Jesus risked becoming “unclean” Himself in order to make the leper clean.  Just as he stretched out his hand to the leper and touched him and made him whole, Jesus stretched out his hands on the cross to make us whole.  He touched the leper thus bridging the gap between what is clean and what is unclean, identifying himself with all lepers, with all who are ritually or socially unclean and isolated and with all of us sinners who are spiritually unclean and have no way to change our condition except through His sacrifice and mercy.  Thus, He became “unclean” in the eyes of the law that we might be made clean. He allowed himself to be rejected by his family and people so that those who are separated from God might return to him and be healed.

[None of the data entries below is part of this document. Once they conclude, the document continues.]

//! Error types for the devforward-core library.

use thiserror::Error;

/// Result type alias for devforward operations.
pub type Result<T> = std::result::Result<T, Error>;

/// Errors that can occur while planning, establishing and tracking port forwards.
#[derive(Error, Debug)]
pub enum Error {
    /// A forwarding session could not be set up (pod lookup, transport open).
    #[error("Unable to setup port forwarding: {0}")]
    Setup(String),

    /// The first batch of forwarded ports never completed.
    #[error("Unable to setup port forwarding: no confirmation received within {0:?}")]
    ActivationTimeout(std::time::Duration),

    /// The tunnel transport failed; recovered by the supervision loop.
    #[error("Port forwarding transport failed: {0}")]
    Transport(String),

    /// A single line of tool output could not be parsed.
    #[error("Failed to parse output: {0}")]
    Parse(String),

    /// A `--port-forward` value does not follow the accepted grammar.
    #[error("Invalid port forwarding definition {spec:?}: {reason}")]
    InvalidPortSpec { spec: String, reason: String },

    /// A port forwarding definition references a container that declares no endpoint.
    #[error("Container {0:?} defined for port forwarding not found")]
    UnknownContainer(String),

    /// A container port does not match any endpoint of the named container.
    #[error("Container port {port} does not match any endpoint of container {container:?}")]
    UnmatchedContainerPort { container: String, port: u16 },

    /// A container port without container name is declared by several containers.
    #[error(
        "Multiple containers ({}) declare container port {port}; use <localPort>:<containerName>:<containerPort>",
        containers.join(", ")
    )]
    AmbiguousContainerPort { port: u16, containers: Vec<String> },

    /// The same local port is requested more than once.
    #[error("Local port {0} is used more than once, please use unique local ports")]
    DuplicateLocalPort(u16),

    /// Mutually exclusive options were combined.
    #[error("Incompatible options: {0}")]
    IncompatibleOptions(String),

    /// Some container ports never started listening before the deadline.
    #[error("Timeout while checking for ports; ports not listening: ({0})")]
    PortsNotListening(String),

    /// Invalid polling timeout.
    #[error("Invalid timeout {timeout:?}, must be strictly greater than {min:?}")]
    InvalidTimeout {
        timeout: std::time::Duration,
        min: std::time::Duration,
    },

    /// Another live session already forwards ports on this platform.
    #[error("A session is already running on platform {platform} with pid {pid}")]
    AlreadyRunning { platform: String, pid: u32 },

    /// Failed to execute a command.
    #[error("Command execution failed: {0}")]
    CommandFailed(String),

    /// A required executable could not be found.
    #[error("Executable not found: {0}")]
    ExecutableNotFound(String),

    /// Configuration error.
    #[error("Configuration error: {0}")]
    Config(String),

    /// I/O error.
    #[error("I/O error: {0}")]
    Io(#[from] std::io::Error),

    /// JSON serialization/deserialization error.
    #[error("JSON error: {0}")]
    Json(#[from] serde_json::Error),
}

Jesus could have behaved as a severe moral judge, condemning the sinful; in fact that was what was expected of a prophet.  Instead he reached out in mercy to failures and outcasts.  He could have invented any kind of parable to say what the Father was like; he invented the parable of the Prodigal Son (Luke 15).  Jesus reaches out and welcomes sinners while they are still in their sin.

We need to trust in the mercy of a forgiving God who assures us that our sins are forgiven and that we are clean.  We are forgiven and made spiritually clean from the spiritual leprosy of sins when we repent of our sins.  This is because God is a God of love who waits patiently for us.  No matter how many sins we have committed or how badly we have behaved, we know God forgives us.  The only condition required of us is that we ask for forgiveness with a repentant heart.  We need only kneel before him and ask him, "Lord, if you will, you can make me clean"

Jesus calls every one of us to demolish the walls that separate us from each other and to welcome the outcasts and the untouchables of society.   These include homosexuals, AIDS victims, alcoholics, drug-addicts and marginalized groups such as the divorced, the unmarried, single mothers, migrant workers and the mentally ill.  God's loving hand must reach out to them through us.   Jesus wants us to touch their lives.  Let us pass beyond the narrow circles of our friends and peers and try to relate to those who may be outside the bounds of propriety.   Let us breakdown the barriers we have created and approach God with a heart that is ready to welcome the outcasts in our society.  We all need God’s mercy to be healed, let’s ask the merciful Lord the same petition the leper petitioned: Lord, if you choose you can make me clean.